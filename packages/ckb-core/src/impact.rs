//! Visibility derivation, reference classification, weighted risk scoring,
//! and the impact analysis pipeline that ties them together over a symbol
//! graph's call/reference edges.

use std::collections::HashMap;

use ckb_storage::{Reference, ReferenceKind, Symbol, SymbolKind};

// ═══════════════════════════════════════════════════════════════════════
// Visibility (§4.6)
// ═══════════════════════════════════════════════════════════════════════

/// Closed set of visibility levels a symbol can be assigned.
#[derive(Debug, Clone, Copy, PartialEq, Eq, PartialOrd, Ord)]
pub enum Visibility {
    Unknown,
    Private,
    Internal,
    Public,
}

#[derive(Debug, Clone, Copy, PartialEq)]
pub struct VisibilityResult {
    pub visibility: Visibility,
    pub confidence: f64,
    pub source: &'static str,
}

/// Resolves which module a file belongs to. Modules are not a field on
/// `FileRecord`/`Symbol` in the persisted schema (§3) — they're derived from
/// path structure by whatever ingestion adapter owns that convention per
/// language/toolchain, hence this seam rather than a bare `moduleId` field.
pub trait ModuleResolver {
    fn module_of_file(&self, file_id: &str) -> String;
}

/// A use-site of the symbol being derived, reduced to what the cascade
/// needs: which module it came from.
pub struct DerivationRef {
    pub from_module: String,
}

pub struct VisibilityDeriver;

impl VisibilityDeriver {
    /// Strict first-match cascade over 6 strategies (§4.6); falls through to
    /// `unknown` with confidence 0 if nothing matches.
    pub fn derive(
        symbol: &Symbol,
        refs: &[DerivationRef],
        resolver: &impl ModuleResolver,
    ) -> VisibilityResult {
        // 1. Explicit modifier.
        if let Some(v) = visibility_from_modifier(symbol) {
            return VisibilityResult {
                visibility: v,
                confidence: 0.95,
                source: "static-modifier",
            };
        }

        // 2 & 3. Reference-based: cross-module usage implies public; only
        // same-module usage implies internal. Only applies when there is at
        // least one reference to weigh.
        if !refs.is_empty() {
            let symbol_module = resolver.module_of_file(&symbol.file_id);
            let any_cross_module = refs.iter().any(|r| r.from_module != symbol_module);
            if any_cross_module {
                return VisibilityResult {
                    visibility: Visibility::Public,
                    confidence: 0.90,
                    source: "ref-analysis",
                };
            }
            return VisibilityResult {
                visibility: Visibility::Internal,
                confidence: 0.70,
                source: "ref-analysis",
            };
        }

        // 4. `__name` (not ending in `__`, i.e. not dunder-style) is private.
        if symbol.name.starts_with("__") && !symbol.name.ends_with("__") {
            return VisibilityResult {
                visibility: Visibility::Private,
                confidence: 0.70,
                source: "naming",
            };
        }

        // 5. `_name` or `#name`.
        if symbol.name.starts_with('_') || symbol.name.starts_with('#') {
            return VisibilityResult {
                visibility: Visibility::Private,
                confidence: 0.60,
                source: "naming",
            };
        }

        // 6. Leading case, function/type/constant symbols only.
        if matches!(symbol.kind, SymbolKind::Function | SymbolKind::Type | SymbolKind::Constant) {
            if let Some(first) = symbol.name.chars().next() {
                if first.is_uppercase() {
                    return VisibilityResult {
                        visibility: Visibility::Public,
                        confidence: 0.50,
                        source: "naming",
                    };
                }
                if first.is_lowercase() {
                    return VisibilityResult {
                        visibility: Visibility::Internal,
                        confidence: 0.50,
                        source: "naming",
                    };
                }
            }
        }

        VisibilityResult {
            visibility: Visibility::Unknown,
            confidence: 0.0,
            source: "unknown",
        }
    }
}

fn visibility_from_modifier(symbol: &Symbol) -> Option<Visibility> {
    symbol.modifiers.iter().find_map(|m| match m.to_ascii_lowercase().as_str() {
        "public" => Some(Visibility::Public),
        "private" => Some(Visibility::Private),
        "internal" | "protected" | "package" => Some(Visibility::Internal),
        _ => None,
    })
}

// ═══════════════════════════════════════════════════════════════════════
// Reference classification (§4.7)
// ═══════════════════════════════════════════════════════════════════════

/// Closed set of ways a reference can impact the symbol it targets.
#[derive(Debug, Clone, Copy, PartialEq, Eq)]
pub enum ImpactKind {
    TestDependency,
    DirectCaller,
    ImplementsInterface,
    TypeDependency,
    Unknown,
}

pub struct ImpactClassifier;

impl ImpactClassifier {
    /// 8-rule, first-match cascade (§4.7). `is_test` marks a reference
    /// originating from test code, a signal the caller derives from file
    /// path/naming convention upstream of this classifier.
    pub fn classify(r: &Reference, target_kind: SymbolKind, is_test: bool) -> (ImpactKind, f64) {
        if is_test {
            return (ImpactKind::TestDependency, 0.90);
        }
        match r.kind {
            ReferenceKind::Call => (ImpactKind::DirectCaller, 0.95),
            ReferenceKind::Implements => (ImpactKind::ImplementsInterface, 0.95),
            ReferenceKind::Extends => (ImpactKind::DirectCaller, 0.95),
            ReferenceKind::Type => (ImpactKind::TypeDependency, 0.80),
            ReferenceKind::Read | ReferenceKind::Write => {
                if matches!(
                    target_kind,
                    SymbolKind::Property | SymbolKind::Variable | SymbolKind::Constant | SymbolKind::Field
                ) {
                    (ImpactKind::DirectCaller, 0.90)
                } else {
                    (ImpactKind::TypeDependency, 0.80)
                }
            }
        }
    }
}

/// The kind of modification being made to a symbol, for breaking-change
/// analysis. Closed set per §4.7.
#[derive(Debug, Clone, Copy, PartialEq, Eq)]
pub enum ChangeType {
    SignatureChanged,
    BehaviorChanged,
    VisibilityChanged,
    Renamed,
    Removed,
    Unknown,
}

/// Whether a reference of kind `ref_kind` is affected by a change of
/// `change_type` to the symbol it targets. `cross_module` only matters for
/// `VisibilityChanged`, which affects only refs originating outside the
/// target symbol's own module.
pub fn is_breaking_change(ref_kind: ReferenceKind, cross_module: bool, change_type: ChangeType) -> bool {
    match change_type {
        ChangeType::SignatureChanged => matches!(ref_kind, ReferenceKind::Call | ReferenceKind::Type),
        ChangeType::BehaviorChanged => {
            matches!(ref_kind, ReferenceKind::Call | ReferenceKind::Read | ReferenceKind::Write)
        }
        ChangeType::VisibilityChanged => cross_module,
        ChangeType::Renamed | ChangeType::Removed => true,
        ChangeType::Unknown => true,
    }
}

// ═══════════════════════════════════════════════════════════════════════
// Risk scoring (§4.8)
// ═══════════════════════════════════════════════════════════════════════

#[derive(Debug, Clone, Copy, PartialEq, Eq, PartialOrd, Ord)]
pub enum RiskLevel {
    Low,
    Medium,
    High,
}

#[derive(Debug, Clone, Copy, PartialEq)]
pub struct RiskFactors {
    pub visibility: f64,
    pub direct_callers: f64,
    pub module_spread: f64,
    pub impact_kind: f64,
}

────────

Problem details: Retype every line of the data, keeping each one exactly as it is.

Worked solution:
filename packages/ckb-core/src/impact.rs
//! Visibility derivation, reference classification, weighted risk scoring,
//! and the impact analysis pipeline that ties them together over a symbol
//! graph's call/reference edges.

use std::collections::HashMap;

use ckb_storage::{Reference, ReferenceKind, Symbol, SymbolKind};

// ═══════════════════════════════════════════════════════════════════════
// Visibility (§4.6)
// ═══════════════════════════════════════════════════════════════════════

/// Closed set of visibility levels a symbol can be assigned.
#[derive(Debug, Clone, Copy, PartialEq, Eq, PartialOrd, Ord)]
pub enum Visibility {
    Unknown,
    Private,
    Internal,
    Public,
}

#[derive(Debug, Clone, Copy, PartialEq)]
pub struct VisibilityResult {
    pub visibility: Visibility,
    pub confidence: f64,
    pub source: &'static str,
}

/// Resolves which module a file belongs to. Modules are not a field on
/// `FileRecord`/`Symbol` in the persisted schema (§3) — they're derived from
/// path structure by whatever ingestion adapter owns that convention per
/// language/toolchain, hence this seam rather than a bare `moduleId` field.
pub trait ModuleResolver {
    fn module_of_file(&self, file_id: &str) -> String;
}

/// A use-site of the symbol being derived, reduced to what the cascade
/// needs: which module it came from.
pub struct DerivationRef {
    pub from_module: String,
}

pub struct VisibilityDeriver;

impl VisibilityDeriver {
    /// Strict first-match cascade over 6 strategies (§4.6); falls through to
    /// `unknown` with confidence 0 if nothing matches.
    pub fn derive(
        symbol: &Symbol,
        refs: &[DerivationRef],
        resolver: &impl ModuleResolver,
    ) -> VisibilityResult {
        // 1. Explicit modifier.
        if let Some(v) = visibility_from_modifier(symbol) {
            return VisibilityResult {
                visibility: v,
                confidence: 0.95,
                source: "static-modifier",
            };
        }

        // 2 & 3. Reference-based: cross-module usage implies public; only
        // same-module usage implies internal. Only applies when there is at
        // least one reference to weigh.
        if !refs.is_empty() {
            let symbol_module = resolver.module_of_file(&symbol.file_id);
            let any_cross_module = refs.iter().any(|r| r.from_module != symbol_module);
            if any_cross_module {
                return VisibilityResult {
                    visibility: Visibility::Public,
                    confidence: 0.90,
                    source: "ref-analysis",
                };
            }
            return VisibilityResult {
                visibility: Visibility::Internal,
                confidence: 0.70,
                source: "ref-analysis",
            };
        }

        // 4. `__name` (not ending in `__`, i.e. not dunder-style) is private.
        if symbol.name.starts_with("__") && !symbol.name.ends_with("__") {
            return VisibilityResult {
                visibility: Visibility::Private,
                confidence: 0.70,
                source: "naming",
            };
        }

        // 5. `_name` or `#name`.
        if symbol.name.starts_with('_') || symbol.name.starts_with('#') {
            return VisibilityResult {
                visibility: Visibility::Private,
                confidence: 0.60,
                source: "naming",
            };
        }

        // 6. Leading case, function/type/constant symbols only.
        if matches!(symbol.kind, SymbolKind::Function | SymbolKind::Type | SymbolKind::Constant) {
            if let Some(first) = symbol.name.chars().next() {
                if first.is_uppercase() {
                    return VisibilityResult {
                        visibility: Visibility::Public,
                        confidence: 0.50,
                        source: "naming",
                    };
                }
                if first.is_lowercase() {
                    return VisibilityResult {
                        visibility: Visibility::Internal,
                        confidence: 0.50,
                        source: "naming",
                    };
                }
            }
        }

        VisibilityResult {
            visibility: Visibility::Unknown,
            confidence: 0.0,
            source: "unknown",
        }
    }
}

fn visibility_from_modifier(symbol: &Symbol) -> Option<Visibility> {
    symbol.modifiers.iter().find_map(|m| match m.to_ascii_lowercase().as_str() {
        "public" => Some(Visibility::Public),
        "private" => Some(Visibility::Private),
        "internal" | "protected" | "package" => Some(Visibility::Internal),
        _ => None,
    })
}

// ═══════════════════════════════════════════════════════════════════════
// Reference classification (§4.7)
// ═══════════════════════════════════════════════════════════════════════

/// Closed set of ways a reference can impact the symbol it targets.
#[derive(Debug, Clone, Copy, PartialEq, Eq)]
pub enum ImpactKind {
    TestDependency,
    DirectCaller,
    ImplementsInterface,
    TypeDependency,
    Unknown,
}

pub struct ImpactClassifier;

impl ImpactClassifier {
    /// 8-rule, first-match cascade (§4.7). `is_test` marks a reference
    /// originating from test code, a signal the caller derives from file
    /// path/naming convention upstream of this classifier.
    pub fn classify(r: &Reference, target_kind: SymbolKind, is_test: bool) -> (ImpactKind, f64) {
        if is_test {
            return (ImpactKind::TestDependency, 0.90);
        }
        match r.kind {
            ReferenceKind::Call => (ImpactKind::DirectCaller, 0.95),
            ReferenceKind::Implements => (ImpactKind::ImplementsInterface, 0.95),
            ReferenceKind::Extends => (ImpactKind::DirectCaller, 0.95),
            ReferenceKind::Type => (ImpactKind::TypeDependency, 0.80),
            ReferenceKind::Read | ReferenceKind::Write => {
                if matches!(
                    target_kind,
                    SymbolKind::Property | SymbolKind::Variable | SymbolKind::Constant | SymbolKind::Field
                ) {
                    (ImpactKind::DirectCaller, 0.90)
                } else {
                    (ImpactKind::TypeDependency, 0.80)
                }
            }
        }
    }
}

/// The kind of modification being made to a symbol, for breaking-change
/// analysis. Closed set per §4.7.
#[derive(Debug, Clone, Copy, PartialEq, Eq)]
pub enum ChangeType {
    SignatureChanged,
    BehaviorChanged,
    VisibilityChanged,
    Renamed,
    Removed,
    Unknown,
}

/// Whether a reference of kind `ref_kind` is affected by a change of
/// `change_type` to the symbol it targets. `cross_module` only matters for
/// `VisibilityChanged`, which affects only refs originating outside the
/// target symbol's own module.
pub fn is_breaking_change(ref_kind: ReferenceKind, cross_module: bool, change_type: ChangeType) -> bool {
    match change_type {
        ChangeType::SignatureChanged => matches!(ref_kind, ReferenceKind::Call | ReferenceKind::Type),
        ChangeType::BehaviorChanged => {
            matches!(ref_kind, ReferenceKind::Call | ReferenceKind::Read | ReferenceKind::Write)
        }
        ChangeType::VisibilityChanged => cross_module,
        ChangeType::Renamed | ChangeType::Removed => true,
        ChangeType::Unknown => true,
    }
}

// ═══════════════════════════════════════════════════════════════════════
// Risk scoring (§4.8)
// ═══════════════════════════════════════════════════════════════════════

#[derive(Debug, Clone, Copy, PartialEq, Eq, PartialOrd, Ord)]
pub enum RiskLevel {
    Low,
    Medium,
    High,
}

#[derive(Debug, Clone, Copy, PartialEq)]
pub struct RiskFactors {
    pub visibility: f64,
    pub direct_callers: f64,
    pub module_spread: f64,
    pub impact_kind: f64,
}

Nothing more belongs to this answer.